**WHAT IS BEING ASKED**
Copy out each line of the data below in which "swept" appears.
━━━ RAW DATA ━━━
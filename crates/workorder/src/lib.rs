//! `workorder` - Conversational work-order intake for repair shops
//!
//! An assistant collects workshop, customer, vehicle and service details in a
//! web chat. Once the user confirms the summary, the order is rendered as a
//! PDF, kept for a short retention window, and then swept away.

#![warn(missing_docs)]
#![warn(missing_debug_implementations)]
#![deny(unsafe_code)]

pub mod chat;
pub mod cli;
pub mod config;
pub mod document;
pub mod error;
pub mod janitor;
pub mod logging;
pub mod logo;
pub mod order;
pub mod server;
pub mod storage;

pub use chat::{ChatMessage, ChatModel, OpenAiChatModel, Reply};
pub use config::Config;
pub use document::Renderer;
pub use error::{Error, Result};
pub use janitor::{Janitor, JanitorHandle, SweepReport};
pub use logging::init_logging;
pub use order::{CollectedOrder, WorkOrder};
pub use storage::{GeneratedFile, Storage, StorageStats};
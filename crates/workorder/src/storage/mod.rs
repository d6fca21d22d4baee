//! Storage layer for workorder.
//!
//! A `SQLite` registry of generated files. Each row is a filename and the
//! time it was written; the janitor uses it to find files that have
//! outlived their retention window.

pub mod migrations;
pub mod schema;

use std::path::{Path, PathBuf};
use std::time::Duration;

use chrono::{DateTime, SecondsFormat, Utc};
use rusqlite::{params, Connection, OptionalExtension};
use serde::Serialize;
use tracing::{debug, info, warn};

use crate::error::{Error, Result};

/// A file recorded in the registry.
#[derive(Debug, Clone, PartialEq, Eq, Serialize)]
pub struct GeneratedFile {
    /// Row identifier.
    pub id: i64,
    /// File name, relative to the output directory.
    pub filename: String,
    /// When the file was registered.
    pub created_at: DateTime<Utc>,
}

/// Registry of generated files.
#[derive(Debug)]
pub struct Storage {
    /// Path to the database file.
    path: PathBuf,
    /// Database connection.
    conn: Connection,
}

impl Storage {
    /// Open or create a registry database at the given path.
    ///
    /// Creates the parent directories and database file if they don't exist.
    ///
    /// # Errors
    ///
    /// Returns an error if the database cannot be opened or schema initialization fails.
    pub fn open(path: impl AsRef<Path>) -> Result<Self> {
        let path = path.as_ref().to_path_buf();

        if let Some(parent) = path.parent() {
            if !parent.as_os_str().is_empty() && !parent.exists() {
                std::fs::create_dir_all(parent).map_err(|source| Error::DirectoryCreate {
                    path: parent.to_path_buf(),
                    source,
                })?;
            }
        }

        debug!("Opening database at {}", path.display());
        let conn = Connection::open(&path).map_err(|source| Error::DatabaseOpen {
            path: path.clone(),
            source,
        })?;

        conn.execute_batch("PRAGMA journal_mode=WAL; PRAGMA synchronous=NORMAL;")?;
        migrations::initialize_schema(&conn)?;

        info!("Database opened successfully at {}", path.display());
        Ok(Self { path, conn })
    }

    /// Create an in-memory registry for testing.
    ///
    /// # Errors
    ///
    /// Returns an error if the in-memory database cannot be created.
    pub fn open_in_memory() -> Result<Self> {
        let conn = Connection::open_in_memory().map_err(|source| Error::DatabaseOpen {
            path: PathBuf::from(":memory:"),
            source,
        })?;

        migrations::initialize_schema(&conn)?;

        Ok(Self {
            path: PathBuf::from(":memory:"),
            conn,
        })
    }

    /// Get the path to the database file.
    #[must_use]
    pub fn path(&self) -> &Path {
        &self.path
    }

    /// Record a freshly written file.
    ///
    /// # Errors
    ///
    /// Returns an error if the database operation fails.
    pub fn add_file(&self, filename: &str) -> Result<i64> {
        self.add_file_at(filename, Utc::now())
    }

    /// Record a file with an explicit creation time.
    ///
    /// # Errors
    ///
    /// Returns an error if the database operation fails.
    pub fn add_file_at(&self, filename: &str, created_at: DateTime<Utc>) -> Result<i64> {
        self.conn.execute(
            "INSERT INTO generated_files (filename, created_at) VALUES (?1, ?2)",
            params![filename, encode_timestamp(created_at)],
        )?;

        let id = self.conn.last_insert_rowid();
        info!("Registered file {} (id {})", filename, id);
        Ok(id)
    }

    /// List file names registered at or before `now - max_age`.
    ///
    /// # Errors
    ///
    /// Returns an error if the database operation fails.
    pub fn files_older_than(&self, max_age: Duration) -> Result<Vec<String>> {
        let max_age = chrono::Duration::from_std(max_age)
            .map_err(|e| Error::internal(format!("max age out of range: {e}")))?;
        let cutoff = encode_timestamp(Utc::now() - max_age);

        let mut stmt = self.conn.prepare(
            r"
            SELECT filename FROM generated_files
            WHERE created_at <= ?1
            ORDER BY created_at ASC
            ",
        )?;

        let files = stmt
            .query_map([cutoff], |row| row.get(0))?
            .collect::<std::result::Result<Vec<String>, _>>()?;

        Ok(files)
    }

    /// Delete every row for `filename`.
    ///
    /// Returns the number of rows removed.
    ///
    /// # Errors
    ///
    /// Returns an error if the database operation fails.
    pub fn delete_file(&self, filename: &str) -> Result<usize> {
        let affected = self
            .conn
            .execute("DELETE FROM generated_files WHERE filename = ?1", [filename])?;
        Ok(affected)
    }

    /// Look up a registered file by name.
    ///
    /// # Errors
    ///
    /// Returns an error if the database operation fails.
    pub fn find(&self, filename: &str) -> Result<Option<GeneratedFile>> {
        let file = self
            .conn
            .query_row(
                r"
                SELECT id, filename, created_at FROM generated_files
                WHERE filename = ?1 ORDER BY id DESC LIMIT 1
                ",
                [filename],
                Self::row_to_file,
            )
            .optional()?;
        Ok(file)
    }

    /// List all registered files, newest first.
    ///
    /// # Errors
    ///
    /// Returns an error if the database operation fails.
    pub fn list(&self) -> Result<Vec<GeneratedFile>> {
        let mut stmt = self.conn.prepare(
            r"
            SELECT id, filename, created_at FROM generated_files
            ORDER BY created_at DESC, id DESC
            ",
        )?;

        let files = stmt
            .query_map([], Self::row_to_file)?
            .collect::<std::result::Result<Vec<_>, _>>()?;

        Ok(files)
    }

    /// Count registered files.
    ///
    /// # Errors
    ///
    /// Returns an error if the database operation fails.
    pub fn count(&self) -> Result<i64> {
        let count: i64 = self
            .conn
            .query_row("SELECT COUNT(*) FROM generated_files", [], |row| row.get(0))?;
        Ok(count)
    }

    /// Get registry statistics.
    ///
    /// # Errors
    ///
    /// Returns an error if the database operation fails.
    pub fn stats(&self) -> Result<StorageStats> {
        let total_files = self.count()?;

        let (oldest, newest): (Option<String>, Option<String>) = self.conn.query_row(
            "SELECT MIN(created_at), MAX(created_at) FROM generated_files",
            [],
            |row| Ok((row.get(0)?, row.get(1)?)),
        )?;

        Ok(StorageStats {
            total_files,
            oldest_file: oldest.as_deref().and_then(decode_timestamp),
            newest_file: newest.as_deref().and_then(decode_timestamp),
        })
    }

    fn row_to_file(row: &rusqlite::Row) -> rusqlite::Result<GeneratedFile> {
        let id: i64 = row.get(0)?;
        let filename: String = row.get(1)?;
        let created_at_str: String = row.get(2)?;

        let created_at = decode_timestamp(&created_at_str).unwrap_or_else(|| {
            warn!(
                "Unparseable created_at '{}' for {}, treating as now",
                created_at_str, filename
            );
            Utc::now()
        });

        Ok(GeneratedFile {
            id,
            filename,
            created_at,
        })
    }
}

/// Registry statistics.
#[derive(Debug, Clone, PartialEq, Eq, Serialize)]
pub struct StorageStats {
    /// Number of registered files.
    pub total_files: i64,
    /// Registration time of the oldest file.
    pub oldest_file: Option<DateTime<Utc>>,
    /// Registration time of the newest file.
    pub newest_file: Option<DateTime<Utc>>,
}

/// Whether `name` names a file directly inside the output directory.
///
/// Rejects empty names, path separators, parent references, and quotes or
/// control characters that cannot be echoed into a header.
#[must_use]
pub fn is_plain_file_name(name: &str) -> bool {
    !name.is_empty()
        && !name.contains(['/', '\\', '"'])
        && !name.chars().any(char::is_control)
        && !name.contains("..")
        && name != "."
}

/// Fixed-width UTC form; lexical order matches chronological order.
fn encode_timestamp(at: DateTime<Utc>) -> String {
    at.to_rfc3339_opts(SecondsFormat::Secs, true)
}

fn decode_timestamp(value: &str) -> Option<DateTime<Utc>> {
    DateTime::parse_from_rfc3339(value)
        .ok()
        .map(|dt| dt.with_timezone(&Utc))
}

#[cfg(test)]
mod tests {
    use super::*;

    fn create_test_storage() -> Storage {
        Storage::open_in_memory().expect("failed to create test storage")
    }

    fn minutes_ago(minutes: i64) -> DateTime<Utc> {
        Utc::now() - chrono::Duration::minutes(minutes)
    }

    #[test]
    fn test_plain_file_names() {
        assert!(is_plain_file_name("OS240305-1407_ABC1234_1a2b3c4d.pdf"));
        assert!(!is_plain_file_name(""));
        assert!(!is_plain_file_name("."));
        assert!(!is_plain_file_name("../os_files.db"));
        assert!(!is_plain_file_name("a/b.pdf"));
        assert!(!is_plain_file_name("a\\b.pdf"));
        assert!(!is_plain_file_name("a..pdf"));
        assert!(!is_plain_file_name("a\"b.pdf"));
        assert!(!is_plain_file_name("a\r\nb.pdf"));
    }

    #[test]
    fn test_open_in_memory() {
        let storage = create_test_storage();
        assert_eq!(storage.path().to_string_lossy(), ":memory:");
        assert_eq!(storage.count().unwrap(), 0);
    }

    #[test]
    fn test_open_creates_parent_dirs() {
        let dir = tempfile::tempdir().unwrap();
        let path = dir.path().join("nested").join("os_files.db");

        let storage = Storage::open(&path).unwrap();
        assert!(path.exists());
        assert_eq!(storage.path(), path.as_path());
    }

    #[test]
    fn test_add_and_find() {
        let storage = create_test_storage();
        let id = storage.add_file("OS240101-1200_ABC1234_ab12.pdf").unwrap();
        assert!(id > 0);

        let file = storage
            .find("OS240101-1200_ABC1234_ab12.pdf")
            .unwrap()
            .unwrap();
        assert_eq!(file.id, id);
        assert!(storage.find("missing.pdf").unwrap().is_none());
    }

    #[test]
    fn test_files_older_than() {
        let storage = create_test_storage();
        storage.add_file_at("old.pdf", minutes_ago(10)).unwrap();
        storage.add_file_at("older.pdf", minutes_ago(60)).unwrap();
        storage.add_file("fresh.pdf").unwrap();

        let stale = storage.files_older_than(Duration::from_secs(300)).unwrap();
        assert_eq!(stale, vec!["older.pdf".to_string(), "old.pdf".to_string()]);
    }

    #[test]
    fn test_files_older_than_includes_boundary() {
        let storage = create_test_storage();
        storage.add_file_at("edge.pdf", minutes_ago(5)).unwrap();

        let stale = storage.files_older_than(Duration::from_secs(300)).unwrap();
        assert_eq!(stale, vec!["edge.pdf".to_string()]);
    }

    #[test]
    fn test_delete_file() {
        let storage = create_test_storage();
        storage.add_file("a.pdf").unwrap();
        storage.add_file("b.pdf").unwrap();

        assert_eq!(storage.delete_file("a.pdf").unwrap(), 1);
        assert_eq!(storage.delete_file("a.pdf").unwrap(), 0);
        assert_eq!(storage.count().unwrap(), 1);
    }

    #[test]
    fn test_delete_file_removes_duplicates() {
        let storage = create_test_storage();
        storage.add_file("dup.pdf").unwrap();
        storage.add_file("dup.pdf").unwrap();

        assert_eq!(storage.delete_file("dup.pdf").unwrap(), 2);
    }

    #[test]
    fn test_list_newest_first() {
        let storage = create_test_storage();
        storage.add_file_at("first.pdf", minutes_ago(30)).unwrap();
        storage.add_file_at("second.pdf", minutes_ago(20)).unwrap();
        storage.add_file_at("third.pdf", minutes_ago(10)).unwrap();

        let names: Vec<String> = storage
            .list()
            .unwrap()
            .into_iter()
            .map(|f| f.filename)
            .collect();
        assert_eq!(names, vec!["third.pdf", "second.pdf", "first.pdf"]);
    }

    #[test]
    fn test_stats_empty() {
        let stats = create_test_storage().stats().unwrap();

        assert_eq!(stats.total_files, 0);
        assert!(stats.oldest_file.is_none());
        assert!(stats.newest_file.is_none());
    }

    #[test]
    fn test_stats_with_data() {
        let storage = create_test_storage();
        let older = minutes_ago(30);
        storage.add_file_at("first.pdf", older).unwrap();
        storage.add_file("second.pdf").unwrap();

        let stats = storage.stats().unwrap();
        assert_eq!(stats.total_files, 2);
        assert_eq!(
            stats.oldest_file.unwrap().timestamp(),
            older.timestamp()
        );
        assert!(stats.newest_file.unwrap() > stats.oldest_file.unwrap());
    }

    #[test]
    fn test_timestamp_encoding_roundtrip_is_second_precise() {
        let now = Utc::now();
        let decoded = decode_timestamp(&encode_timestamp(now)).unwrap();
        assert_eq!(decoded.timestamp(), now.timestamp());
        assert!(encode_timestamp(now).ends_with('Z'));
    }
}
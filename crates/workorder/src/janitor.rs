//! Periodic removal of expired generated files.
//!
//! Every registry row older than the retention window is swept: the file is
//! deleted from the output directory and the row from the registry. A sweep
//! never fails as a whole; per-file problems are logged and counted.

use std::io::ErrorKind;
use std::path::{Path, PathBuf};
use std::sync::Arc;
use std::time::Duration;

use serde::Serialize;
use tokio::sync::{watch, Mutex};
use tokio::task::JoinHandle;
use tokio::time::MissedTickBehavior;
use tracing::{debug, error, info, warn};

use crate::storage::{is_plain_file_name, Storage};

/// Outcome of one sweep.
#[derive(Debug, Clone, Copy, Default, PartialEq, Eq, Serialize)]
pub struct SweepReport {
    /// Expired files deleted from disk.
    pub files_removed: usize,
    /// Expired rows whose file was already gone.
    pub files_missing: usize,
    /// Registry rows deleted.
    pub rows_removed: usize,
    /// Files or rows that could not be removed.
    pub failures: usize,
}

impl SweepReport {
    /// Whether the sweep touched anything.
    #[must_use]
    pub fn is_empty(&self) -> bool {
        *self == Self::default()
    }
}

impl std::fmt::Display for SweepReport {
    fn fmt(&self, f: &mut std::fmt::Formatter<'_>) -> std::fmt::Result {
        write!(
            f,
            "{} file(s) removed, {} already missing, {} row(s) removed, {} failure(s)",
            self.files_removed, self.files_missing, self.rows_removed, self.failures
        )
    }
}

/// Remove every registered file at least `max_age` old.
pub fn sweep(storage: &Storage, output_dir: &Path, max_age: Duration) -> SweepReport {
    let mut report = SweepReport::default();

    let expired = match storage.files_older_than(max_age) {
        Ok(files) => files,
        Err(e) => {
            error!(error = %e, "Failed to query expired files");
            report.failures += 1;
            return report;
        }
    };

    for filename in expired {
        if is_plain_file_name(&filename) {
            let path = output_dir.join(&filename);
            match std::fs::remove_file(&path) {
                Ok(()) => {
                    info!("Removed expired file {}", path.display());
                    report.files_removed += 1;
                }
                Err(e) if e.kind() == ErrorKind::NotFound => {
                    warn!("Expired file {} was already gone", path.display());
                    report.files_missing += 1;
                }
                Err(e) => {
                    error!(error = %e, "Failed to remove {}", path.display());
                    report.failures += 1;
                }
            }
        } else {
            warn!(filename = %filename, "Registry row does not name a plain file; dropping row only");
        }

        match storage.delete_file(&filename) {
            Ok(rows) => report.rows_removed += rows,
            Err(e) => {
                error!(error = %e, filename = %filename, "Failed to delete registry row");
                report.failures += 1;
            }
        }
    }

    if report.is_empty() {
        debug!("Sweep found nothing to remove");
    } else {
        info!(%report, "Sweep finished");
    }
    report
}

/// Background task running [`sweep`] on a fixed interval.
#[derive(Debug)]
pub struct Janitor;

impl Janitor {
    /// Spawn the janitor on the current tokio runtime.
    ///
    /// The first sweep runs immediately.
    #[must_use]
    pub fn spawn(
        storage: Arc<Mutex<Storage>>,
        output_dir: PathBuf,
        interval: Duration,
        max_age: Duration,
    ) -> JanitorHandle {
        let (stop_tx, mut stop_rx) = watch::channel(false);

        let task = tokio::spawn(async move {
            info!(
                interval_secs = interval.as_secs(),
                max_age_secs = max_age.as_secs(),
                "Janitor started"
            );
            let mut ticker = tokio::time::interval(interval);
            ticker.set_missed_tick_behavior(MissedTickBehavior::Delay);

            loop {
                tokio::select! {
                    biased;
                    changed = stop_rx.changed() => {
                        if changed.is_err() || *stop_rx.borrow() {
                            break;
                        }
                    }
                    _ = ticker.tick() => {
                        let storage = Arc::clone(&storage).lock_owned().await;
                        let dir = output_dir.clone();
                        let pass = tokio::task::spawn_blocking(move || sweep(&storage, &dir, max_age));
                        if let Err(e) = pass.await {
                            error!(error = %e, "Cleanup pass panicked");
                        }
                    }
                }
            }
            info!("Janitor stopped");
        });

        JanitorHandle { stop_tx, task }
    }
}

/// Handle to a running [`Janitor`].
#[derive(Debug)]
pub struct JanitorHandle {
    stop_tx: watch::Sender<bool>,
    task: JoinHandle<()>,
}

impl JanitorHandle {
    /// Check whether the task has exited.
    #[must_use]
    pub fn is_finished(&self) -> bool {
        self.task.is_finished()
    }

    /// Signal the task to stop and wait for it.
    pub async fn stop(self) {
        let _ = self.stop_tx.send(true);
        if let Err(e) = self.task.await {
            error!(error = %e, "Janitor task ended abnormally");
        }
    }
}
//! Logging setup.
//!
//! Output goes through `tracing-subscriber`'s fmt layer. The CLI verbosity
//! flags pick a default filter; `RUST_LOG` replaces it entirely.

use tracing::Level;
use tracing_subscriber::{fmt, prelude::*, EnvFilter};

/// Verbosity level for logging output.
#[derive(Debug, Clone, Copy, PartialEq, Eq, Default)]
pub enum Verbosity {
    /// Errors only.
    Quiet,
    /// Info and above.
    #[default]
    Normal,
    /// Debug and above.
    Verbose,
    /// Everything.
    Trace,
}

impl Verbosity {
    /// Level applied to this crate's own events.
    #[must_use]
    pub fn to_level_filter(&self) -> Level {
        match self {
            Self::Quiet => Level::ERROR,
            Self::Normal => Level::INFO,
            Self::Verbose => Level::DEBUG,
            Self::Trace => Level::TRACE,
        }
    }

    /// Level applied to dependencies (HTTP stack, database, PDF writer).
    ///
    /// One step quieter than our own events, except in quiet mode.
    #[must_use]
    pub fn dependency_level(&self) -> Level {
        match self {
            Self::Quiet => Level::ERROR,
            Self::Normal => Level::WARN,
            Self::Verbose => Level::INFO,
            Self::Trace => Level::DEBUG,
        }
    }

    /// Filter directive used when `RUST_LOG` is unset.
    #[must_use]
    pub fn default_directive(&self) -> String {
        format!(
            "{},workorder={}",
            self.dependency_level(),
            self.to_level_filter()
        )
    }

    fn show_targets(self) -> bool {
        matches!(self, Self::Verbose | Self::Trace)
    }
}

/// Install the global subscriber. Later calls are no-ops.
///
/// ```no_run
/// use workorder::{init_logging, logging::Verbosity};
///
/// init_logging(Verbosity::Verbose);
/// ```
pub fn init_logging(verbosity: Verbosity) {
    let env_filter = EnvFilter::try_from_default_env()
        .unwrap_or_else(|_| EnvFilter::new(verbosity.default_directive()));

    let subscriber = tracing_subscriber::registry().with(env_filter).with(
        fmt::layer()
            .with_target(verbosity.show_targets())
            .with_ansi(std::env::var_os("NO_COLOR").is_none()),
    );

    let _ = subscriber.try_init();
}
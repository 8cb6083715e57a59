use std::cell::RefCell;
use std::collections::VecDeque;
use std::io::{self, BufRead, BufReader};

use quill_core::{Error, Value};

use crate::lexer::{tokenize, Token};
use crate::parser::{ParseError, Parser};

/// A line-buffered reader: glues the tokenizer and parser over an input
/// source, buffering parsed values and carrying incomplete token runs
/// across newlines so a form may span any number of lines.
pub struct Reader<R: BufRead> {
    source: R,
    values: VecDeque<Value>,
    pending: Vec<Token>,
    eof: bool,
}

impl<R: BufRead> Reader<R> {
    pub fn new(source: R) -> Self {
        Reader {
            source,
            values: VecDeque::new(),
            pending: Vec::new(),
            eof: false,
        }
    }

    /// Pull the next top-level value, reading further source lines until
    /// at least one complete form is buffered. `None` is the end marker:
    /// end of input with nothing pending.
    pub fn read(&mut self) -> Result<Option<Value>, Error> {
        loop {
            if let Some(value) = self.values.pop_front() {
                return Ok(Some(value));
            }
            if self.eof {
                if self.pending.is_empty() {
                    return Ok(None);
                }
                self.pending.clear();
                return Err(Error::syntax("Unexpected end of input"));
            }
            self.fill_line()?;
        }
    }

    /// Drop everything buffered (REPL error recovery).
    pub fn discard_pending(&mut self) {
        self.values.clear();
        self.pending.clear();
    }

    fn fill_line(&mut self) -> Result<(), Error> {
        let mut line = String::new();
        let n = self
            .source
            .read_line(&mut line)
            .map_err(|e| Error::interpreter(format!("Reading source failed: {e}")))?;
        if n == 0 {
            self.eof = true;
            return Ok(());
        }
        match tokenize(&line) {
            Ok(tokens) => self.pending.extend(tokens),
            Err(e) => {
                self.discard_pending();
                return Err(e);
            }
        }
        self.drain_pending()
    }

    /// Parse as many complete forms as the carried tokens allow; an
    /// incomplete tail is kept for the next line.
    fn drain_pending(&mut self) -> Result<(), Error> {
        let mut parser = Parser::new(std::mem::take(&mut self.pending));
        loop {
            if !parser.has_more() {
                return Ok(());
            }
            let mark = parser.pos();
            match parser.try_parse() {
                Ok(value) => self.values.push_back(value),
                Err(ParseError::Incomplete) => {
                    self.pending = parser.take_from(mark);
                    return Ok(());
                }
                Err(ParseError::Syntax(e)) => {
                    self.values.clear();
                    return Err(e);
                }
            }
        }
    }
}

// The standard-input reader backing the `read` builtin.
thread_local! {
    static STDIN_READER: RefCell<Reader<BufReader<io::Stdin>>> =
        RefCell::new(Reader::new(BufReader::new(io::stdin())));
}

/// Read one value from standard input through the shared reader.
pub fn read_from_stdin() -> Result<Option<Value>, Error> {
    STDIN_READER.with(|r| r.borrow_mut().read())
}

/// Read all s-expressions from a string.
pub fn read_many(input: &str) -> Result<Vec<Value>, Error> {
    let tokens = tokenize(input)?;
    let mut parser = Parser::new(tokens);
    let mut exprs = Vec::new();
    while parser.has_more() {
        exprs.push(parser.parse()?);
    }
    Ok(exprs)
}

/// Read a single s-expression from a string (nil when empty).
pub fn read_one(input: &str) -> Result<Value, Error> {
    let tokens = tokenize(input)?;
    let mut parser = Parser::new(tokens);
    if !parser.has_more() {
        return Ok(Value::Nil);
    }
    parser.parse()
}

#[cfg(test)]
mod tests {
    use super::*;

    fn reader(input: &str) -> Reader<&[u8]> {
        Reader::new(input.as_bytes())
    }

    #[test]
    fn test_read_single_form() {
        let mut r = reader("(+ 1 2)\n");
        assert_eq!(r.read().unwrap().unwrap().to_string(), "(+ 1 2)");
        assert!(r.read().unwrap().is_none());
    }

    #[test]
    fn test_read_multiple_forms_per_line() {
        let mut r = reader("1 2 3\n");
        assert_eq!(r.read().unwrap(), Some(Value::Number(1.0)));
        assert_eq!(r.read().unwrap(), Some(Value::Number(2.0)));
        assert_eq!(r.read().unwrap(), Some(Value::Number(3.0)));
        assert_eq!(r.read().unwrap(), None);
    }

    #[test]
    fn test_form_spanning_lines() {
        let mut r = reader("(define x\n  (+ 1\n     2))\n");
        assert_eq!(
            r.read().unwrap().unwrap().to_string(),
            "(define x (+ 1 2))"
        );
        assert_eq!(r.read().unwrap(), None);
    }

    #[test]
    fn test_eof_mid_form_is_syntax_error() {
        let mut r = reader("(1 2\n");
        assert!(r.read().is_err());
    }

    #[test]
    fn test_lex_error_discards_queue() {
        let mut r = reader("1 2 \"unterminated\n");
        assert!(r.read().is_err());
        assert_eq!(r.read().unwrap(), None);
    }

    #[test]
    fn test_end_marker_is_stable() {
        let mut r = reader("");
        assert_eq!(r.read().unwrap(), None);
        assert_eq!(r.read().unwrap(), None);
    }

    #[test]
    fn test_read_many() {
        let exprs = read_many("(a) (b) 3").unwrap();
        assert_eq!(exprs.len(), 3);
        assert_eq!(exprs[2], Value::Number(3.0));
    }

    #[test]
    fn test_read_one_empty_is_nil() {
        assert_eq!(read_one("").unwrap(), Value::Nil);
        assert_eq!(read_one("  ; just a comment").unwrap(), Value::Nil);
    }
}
━━━
**TASK RESULT**
//! PDF, kept for a short retention window, and then swept away.
//! Every registry row older than the retention window is swept: the file is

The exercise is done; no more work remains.